*Activity*.
Search the material below for "const" and copy every line where it occurs.

*Records to use*.
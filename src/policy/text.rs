//! Keyword tokenization and snippet normalization shared by retrieval and
//! query building.

use crate::errors::{RiskError, RiskResult};
use regex::Regex;

/// Keyword token: letters (incl. German umlauts), digits and hyphens, at least 4 long.
pub const TOKEN_PATTERN: &str = r"[A-Za-zÄÖÜäöüß0-9\-]{4,}";

const SOFT_HYPHEN: char = '\u{00ad}';

#[derive(Debug, Clone)]
pub struct Tokenizer {
    pattern: Regex,
}

impl Tokenizer {
    pub fn new() -> RiskResult<Self> {
        let pattern = Regex::new(TOKEN_PATTERN).map_err(|e| RiskError::regex(e, TOKEN_PATTERN))?;
        Ok(Self { pattern })
    }

    /// Every token in order of appearance, lowercased, duplicates kept.
    pub fn tokens(&self, text: &str) -> Vec<String> {
        let lower = text.to_lowercase();
        self.pattern
            .find_iter(&lower)
            .map(|m| m.as_str().to_string())
            .collect()
    }

    /// Distinct tokens in first-seen order, at most `cap`.
    pub fn keywords(&self, text: &str, cap: usize) -> Vec<String> {
        let mut out: Vec<String> = Vec::new();
        for token in self.tokens(text) {
            if !out.contains(&token) {
                out.push(token);
            }
        }
        out.truncate(cap);
        out
    }
}

/// Strip soft hyphens and collapse whitespace runs.
pub fn normalize_text(s: &str) -> String {
    s.replace(SOFT_HYPHEN, "")
        .split_whitespace()
        .collect::<Vec<_>>()
        .join(" ")
}

/// Hard cut after `max_chars` characters.
pub fn truncate_chars(s: &str, max_chars: usize) -> String {
    match s.char_indices().nth(max_chars) {
        Some((idx, _)) => s[..idx].to_string(),
        None => s.to_string(),
    }
}
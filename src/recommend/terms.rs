//! Query Vocabulary
//!
//! Synonym groups, category bundles and awareness keywords used to turn a risk
//! scenario into a retrieval query and to filter the hits it returns.

/// Any token containing `key` is expanded with `terms`.
#[derive(Debug, Clone, Copy)]
pub struct SynonymGroup {
    pub key: &'static str,
    pub terms: &'static [&'static str],
}

/// Extra query terms added when a vulnerability name contains any trigger.
#[derive(Debug, Clone, Copy)]
pub struct KeywordBundle {
    pub name: &'static str,
    pub triggers: &'static [&'static str],
    pub terms: &'static [&'static str],
}

pub const SYNONYM_GROUPS: &[SynonymGroup] = &[
    SynonymGroup {
        key: "mfa",
        terms: &["mfa", "2fa", "multi factor", "multi-faktor", "auth", "identity", "multi faktor"],
    },
    SynonymGroup {
        key: "password",
        terms: &["password", "passwort", "pw", "credential"],
    },
    SynonymGroup {
        key: "backup",
        terms: &["backup", "sicherung", "datensicherung", "recovery", "offsite"],
    },
    SynonymGroup {
        key: "patch",
        terms: &["patch", "update", "vulnerability management", "security update"],
    },
    SynonymGroup {
        key: "cloud",
        terms: &["cloud", "saas", "onedrive", "sharepoint", "microsoft 365", "google"],
    },
    SynonymGroup {
        key: "firewall",
        terms: &["firewall", "netzwerk", "network security"],
    },
    SynonymGroup {
        key: "logging",
        terms: &["logging", "logs", "audit", "überwachung"],
    },
    SynonymGroup {
        key: "edr",
        terms: &["antivirus", "virenschutz", "endpoint detection", "edr", "xdr"],
    },
    SynonymGroup {
        key: "phishing",
        terms: &["phishing", "social engineering", "email fraud"],
    },
    SynonymGroup {
        key: "encryption",
        terms: &["verschlüsselung", "encryption", "crypto"],
    },
    SynonymGroup {
        key: "classification",
        terms: &["klassifizierung", "classification", "sensitive data"],
    },
    SynonymGroup {
        key: "dlp",
        terms: &["dlp", "data loss prevention", "shared files"],
    },
];

pub const KEYWORD_BUNDLES: &[KeywordBundle] = &[
    KeywordBundle {
        name: "patch management",
        triggers: &["patch", "update"],
        terms: &["patch", "update", "patchmanagement", "vulnerability management", "security update"],
    },
    KeywordBundle {
        name: "backup",
        triggers: &["backup", "sicherung"],
        terms: &["backup", "recovery", "restore", "offsite"],
    },
    KeywordBundle {
        name: "authentication",
        triggers: &["mfa", "2fa", "authent"],
        terms: &["mfa", "2fa", "strong authentication"],
    },
    KeywordBundle {
        name: "network",
        triggers: &["firewall", "netz"],
        terms: &["firewall", "network security"],
    },
    KeywordBundle {
        name: "awareness",
        triggers: &["phish", "social engineering", "awareness", "schulung"],
        terms: &["phishing", "social engineering", "awareness"],
    },
    KeywordBundle {
        name: "encryption",
        triggers: &["encrypt", "verschlüssel"],
        terms: &["encryption", "crypto", "tls"],
    },
    KeywordBundle {
        name: "dlp",
        triggers: &["dlp"],
        terms: &["dlp", "data loss prevention"],
    },
];

/// Vulnerability names containing any of these are awareness-related.
pub const AWARENESS_VULN_KEYWORDS: &[&str] = &[
    "schulung",
    "training",
    "awareness",
    "phishing",
    "social engineering",
    "mitarbeiter",
];

/// Hit text containing any of these is awareness content.
pub const AWARENESS_HIT_KEYWORDS: &[&str] = &[
    "schulung",
    "training",
    "sensibilisierung",
    "awareness",
    "phishing",
    "social engineering",
];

*Expected answer*.
pub const TOKEN_PATTERN: &str = r"[A-Za-zÄÖÜäöüß0-9\-]{4,}";
const SOFT_HYPHEN: char = '\u{00ad}';
pub const SYNONYM_GROUPS: &[SynonymGroup] = &[
pub const KEYWORD_BUNDLES: &[KeywordBundle] = &[
pub const AWARENESS_VULN_KEYWORDS: &[&str] = &[
pub const AWARENESS_HIT_KEYWORDS: &[&str] = &[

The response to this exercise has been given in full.